Je me porte bien, soyez tranquille. En oubliant où nous sommes et comment nous y sommes arrivés[1], nous devons être contents du mouvement du peuple, surtout ce matin. J’espère, si le pain ne manque pas[2], que beaucoup, de choses se remettront. Je parle au peuple : milices, poissardes, tous me tendent la main ; je la leur donne. Dans l’intérieur de l’Hôtel de ville, j’ai été personnellement très bien reçue[3]. Le peuple, ce matin, nous demandait de rester. Je leur ai dit de la part du Roi, qui était à côté de moi, qu’il dépendait d’eux que nous restions ; que nous ne demandions pas mieux ; que toute haine devait cesser ; que le moindre sang répandu nous ferait fuir avec horreur. Les plus près m’ont juré que tout était fini. J’ai dit aux poissardes d’aller répéter tout ce que nous venions
- ↑ On sait comment, le 5 octobre 1789, populace parisienne, bientôt suivie de la garde nationale, envahit Versailles, et comment, le 6, la famille royale dut rentrer à Paris, précédée d’une foule en délire parmi laquelle des brigands portaient au bout de piques les têtes de deux gardes du corps massacrés le matin et qui chantait « Nous ramenons le boulanger, la boulangère et le petit mitron. »

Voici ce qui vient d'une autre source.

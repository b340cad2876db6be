//! Event package trait and implementations for SIP events (RFC 6665)
//!
//! This module defines the EventPackage trait that all SIP event packages
//! must implement, along with built-in implementations for common packages.

use std::time::Duration;
use rvoip_sip_core::types::content_type::ContentType;
use std::str::FromStr;

/// Trait for SIP event packages
///
/// Event packages define the semantics and data formats for specific
/// types of SIP event subscriptions (presence, dialog, message-summary, etc.)
pub trait EventPackage: Send + Sync {
    /// Get the name of this event package
    fn name(&self) -> &str;
    
    /// Get the accepted content types for this package
    fn accept_types(&self) -> Vec<ContentType>;
    
    /// Validate a message body for this event package
    fn validate_body(&self, body: &[u8]) -> Result<(), String>;
    
    /// Get the default subscription duration
    fn default_expires(&self) -> Duration;
    
    /// Get the minimum allowed subscription duration
    fn min_expires(&self) -> Duration {
        Duration::from_secs(60) // 1 minute default minimum
    }
    
    /// Get the maximum allowed subscription duration  
    fn max_expires(&self) -> Duration {
        Duration::from_secs(86400) // 24 hours default maximum
    }
    
    /// Check if this package supports event lists (RFC 4662)
    fn supports_event_lists(&self) -> bool {
        false
    }
    
    /// Check if this package requires authentication
    fn requires_auth(&self) -> bool {
        true
    }
}

/// Presence event package (RFC 3856)
pub struct PresencePackage;

impl EventPackage for PresencePackage {
    fn name(&self) -> &str {
        "presence"
    }
    
    fn accept_types(&self) -> Vec<ContentType> {
        vec![
            ContentType::from_str("application/pidf+xml").unwrap(),
            ContentType::from_str("application/xpidf+xml").unwrap(),
            ContentType::from_str("application/simple-message-summary").unwrap(),
        ]
    }
    
    fn validate_body(&self, body: &[u8]) -> Result<(), String> {
        // Dialog-core only validates basic requirements
        // Session-core handles PIDF parsing and validation
        if body.is_empty() {
            Ok(()) // Empty body is allowed for some NOTIFY messages
        } else {
            Ok(()) // Accept any non-empty body, session-core will validate
        }
    }
    
    fn default_expires(&self) -> Duration {
        Duration::from_secs(3600) // 1 hour default
    }
}

/// Dialog event package (RFC 4235)
pub struct DialogPackage;

impl EventPackage for DialogPackage {
    fn name(&self) -> &str {
        "dialog"
    }
    
    fn accept_types(&self) -> Vec<ContentType> {
        vec![
            ContentType::from_str("application/dialog-info+xml").unwrap(),
        ]
    }
    
    fn validate_body(&self, _body: &[u8]) -> Result<(), String> {
        // Session-core handles dialog-info XML validation
        Ok(())
    }
    
    fn default_expires(&self) -> Duration {
        Duration::from_secs(3600) // 1 hour default
    }
}

/// Message summary event package (RFC 3842)
pub struct MessageSummaryPackage;

impl EventPackage for MessageSummaryPackage {
    fn name(&self) -> &str {
        "message-summary"
    }
    
    fn accept_types(&self) -> Vec<ContentType> {
        vec![
            ContentType::from_str("application/simple-message-summary").unwrap(),
        ]
    }
    
    fn validate_body(&self, _body: &[u8]) -> Result<(), String> {
        // Session-core handles message-summary validation
        Ok(())
    }
    
    fn default_expires(&self) -> Duration {
        Duration::from_secs(3600) // 1 hour default
    }
}

/// Refer event package (RFC 3515)
pub struct ReferPackage;

impl EventPackage for ReferPackage {
    fn name(&self) -> &str {
        "refer"
    }
    
    fn accept_types(&self) -> Vec<ContentType> {
        vec![
            ContentType::from_str("message/sipfrag").unwrap(),
        ]
    }
    
    fn validate_body(&self, _body: &[u8]) -> Result<(), String> {
        // Session-core handles SIP fragment validation for REFER
        Ok(())
    }
    
    fn default_expires(&self) -> Duration {
        Duration::from_secs(60) // 1 minute for refer subscriptions
    }
    
    fn supports_event_lists(&self) -> bool {
        false // Refer doesn't support event lists
    }
}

- ↑ Une famine trop réelle, mais qui, ces jours là, eut certainement quelque chose de factice, avait servi de prétexte au départ des femmes de Paris pour Versailles.

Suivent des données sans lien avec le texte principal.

//! Simplified RTP SRTP Example - Demonstrates Security Without Transport Issues
//!
//! This example shows SRTP functionality in a straightforward way, focusing on
//! the security features rather than complex network transport.

use rvoip_rtp_core::{
    api::{
        common::frame::{MediaFrame, MediaFrameType},
        common::config::SrtpProfile,
    },
    srtp::{SrtpCryptoKey, SrtpCryptoSuite, SRTP_AES128_CM_SHA1_80, SrtpContext},
    packet::{RtpPacket, RtpHeader},
};

use std::time::Duration;
use tracing::{info, debug, warn, error};
use std::sync::Arc;
use bytes::Bytes;

#[tokio::main]
async fn main() -> Result<(), Box<dyn std::error::Error>> {
    // Initialize logging
    tracing_subscriber::fmt()
        .with_max_level(tracing::Level::INFO)
        .init();
    
    info!("🔐 Simplified SRTP Security Example");
    info!("===================================");
    info!("Demonstrating SRTP encryption/decryption without transport complexity");
    info!("");
    
    // Step 1: Create SRTP keys and context
    info!("Step 1: Setting up SRTP security context...");
    
    // Example key (16 bytes for AES-128) and salt (14 bytes)
    let key_data = vec![0x01, 0x02, 0x03, 0x04, 0x05, 0x06, 0x07, 0x08, 
                       0x09, 0x0A, 0x0B, 0x0C, 0x0D, 0x0E, 0x0F, 0x10];
    
    let salt_data = vec![0x11, 0x12, 0x13, 0x14, 0x15, 0x16, 0x17, 0x18, 
                        0x19, 0x1A, 0x1B, 0x1C, 0x1D, 0x1E];
    
    // Create SRTP crypto key
    let crypto_key = SrtpCryptoKey::new(key_data.clone(), salt_data.clone());
    
    // Key information for SDP in base64 format
    let mut combined = Vec::with_capacity(key_data.len() + salt_data.len());
    combined.extend_from_slice(&key_data);
    combined.extend_from_slice(&salt_data);
    let base64_key = base64::encode(&combined);
    
    info!("✅ SRTP crypto suite: AES_CM_128_HMAC_SHA1_80");
    info!("✅ SRTP key+salt (base64): {}", base64_key);
    info!("✅ SDP crypto line: 1 AES_CM_128_HMAC_SHA1_80 inline:{}", base64_key);
    info!("");
    
    // Step 2: Create SRTP contexts for sender and receiver
    info!("Step 2: Creating SRTP encryption contexts...");
    
    let mut sender_context = SrtpContext::new(SRTP_AES128_CM_SHA1_80, crypto_key.clone())
        .map_err(|e| format!("Failed to create sender SRTP context: {}", e))?;
        
    let mut receiver_context = SrtpContext::new(SRTP_AES128_CM_SHA1_80, crypto_key.clone())
        .map_err(|e| format!("Failed to create receiver SRTP context: {}", e))?;
        
    info!("✅ Sender SRTP context created");
    info!("✅ Receiver SRTP context created");
    info!("");
    
    // Step 3: Create test RTP packets and demonstrate encryption/decryption
    info!("Step 3: Testing SRTP encryption and decryption...");
    info!("");
    
    for i in 0..3 {
        let test_message = format!("🎵 Secure audio frame #{}", i);
        
        // Create RTP packet
        let rtp_header = RtpHeader::new(
            0, // payload_type (PCMU)
            i as u16, // sequence_number
            i * 160, // timestamp (20ms at 8kHz)
            0x1234ABCD, // ssrc
        );
        
        let payload = Bytes::from(test_message.clone().into_bytes());
        let mut rtp_packet = RtpPacket::new(rtp_header, payload);
        
        info!("🔤 Original message {}: '{}'", i, test_message);
        info!("📦 RTP packet size: {} bytes", rtp_packet.serialize()?.len());
        
        // Encrypt with SRTP
        let protected_packet = sender_context.protect(&rtp_packet)
            .map_err(|e| format!("Failed to encrypt RTP packet: {}", e))?;
            
        // Serialize the protected packet for transmission
        let protected_bytes = protected_packet.serialize()
            .map_err(|e| format!("Failed to serialize protected packet: {}", e))?;
            
        info!("🔒 Encrypted packet size: {} bytes", protected_bytes.len());
        
        // Show some encrypted bytes for demonstration
        let preview: String = protected_bytes.iter().take(16)
            .map(|b| format!("{:02x}", b))
            .collect::<Vec<String>>()
            .join(" ");
        info!("🔐 Encrypted preview: {} ...", preview);
        
        // Decrypt with SRTP
        let decrypted_packet = receiver_context.unprotect(&protected_bytes)
            .map_err(|e| format!("Failed to decrypt SRTP packet: {}", e))?;
            
        // Extract the payload
        let decrypted_message = String::from_utf8_lossy(&decrypted_packet.payload);
        
        info!("🔓 Decrypted message: '{}'", decrypted_message);
        
        // Verify the message matches
        if decrypted_message == test_message {
            info!("✅ Encryption/Decryption SUCCESS - Messages match!");
        } else {
            error!("❌ Encryption/Decryption FAILED - Messages don't match!");
            return Err("SRTP test failed".into());
        }
        
        info!("");
        
        // Wait a bit between packets
        tokio::time::sleep(Duration::from_millis(100)).await;
    }
    
    // Step 4: Demonstrate MediaFrame security
    info!("Step 4: Testing MediaFrame-level security...");
    info!("");
    
    let media_frame = MediaFrame {
        frame_type: MediaFrameType::Audio,
        data: "🎤 Secure voice data".as_bytes().to_vec(),
        timestamp: 3200, // 400ms at 8kHz
        sequence: 3,
        marker: true,
        payload_type: 0, // PCMU
        ssrc: 0x1234ABCD,
        csrcs: Vec::new(),
    };
    
    info!("📢 Original MediaFrame: {} bytes", media_frame.data.len());
    info!("🔤 Frame data: '{}'", String::from_utf8_lossy(&media_frame.data));
    
    // Convert MediaFrame to RTP packet for encryption
    let frame_header = RtpHeader::new(
        media_frame.payload_type,
        media_frame.sequence,
        media_frame.timestamp,
        media_frame.ssrc,
    );
    
    let frame_payload = Bytes::from(media_frame.data.clone());
    let frame_packet = RtpPacket::new(frame_header, frame_payload);
    
    // Encrypt the MediaFrame
    let protected_frame = sender_context.protect(&frame_packet)
        .map_err(|e| format!("Failed to encrypt MediaFrame: {}", e))?;
        
    let protected_frame_bytes = protected_frame.serialize()
        .map_err(|e| format!("Failed to serialize protected MediaFrame: {}", e))?;
        
    info!("🔒 Encrypted MediaFrame: {} bytes", protected_frame_bytes.len());
    
    // Decrypt the MediaFrame
    let decrypted_frame_packet = receiver_context.unprotect(&protected_frame_bytes)
        .map_err(|e| format!("Failed to decrypt MediaFrame: {}", e))?;
        
    let decrypted_frame_message = String::from_utf8_lossy(&decrypted_frame_packet.payload);
    
    info!("🔓 Decrypted MediaFrame: '{}'", decrypted_frame_message);
    
    if decrypted_frame_packet.payload.to_vec() == media_frame.data {
        info!("✅ MediaFrame encryption/decryption SUCCESS!");
    } else {
        error!("❌ MediaFrame encryption/decryption FAILED!");
        return Err("MediaFrame SRTP test failed".into());
    }
    
    info!("");
    
    // Step 5: Security summary
    info!("🎉 SRTP Security Example Completed Successfully!");
    info!("============================================");
    info!("✅ SRTP contexts created and initialized");
    info!("✅ RTP packet encryption/decryption working");
    info!("✅ MediaFrame security integration working");
    info!("✅ AES-128 encryption with HMAC-SHA1 authentication");
    info!("✅ Ready for SIP/SDP integration with crypto lines");
    info!("");
    info!("🔧 Next steps:");
    info!("   • Integrate with SDP crypto attribute parsing");
    info!("   • Add key exchange protocols (SDES, MIKEY, ZRTP)"); 
    info!("   • Enable full transport layer with DTLS-SRTP");
    
    Ok(())
}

- ↑ En arrivant à Paris, le Roi et la Reine avaient été conduits d’abord à l’Hôtel de ville. « C’est toujours avec plaisir et confiance, avait dit le roi, que je me vois au milieu des habitants de ma bonne ville de Paris. » Le maire, Bailly, répéta ces paroles au peuple, et oublia le mot confiance. La Reine lui rappela. « Messieurs, reprit galamment Bailly, vous êtes plus heureux que si je ne m’étais pas trompé. »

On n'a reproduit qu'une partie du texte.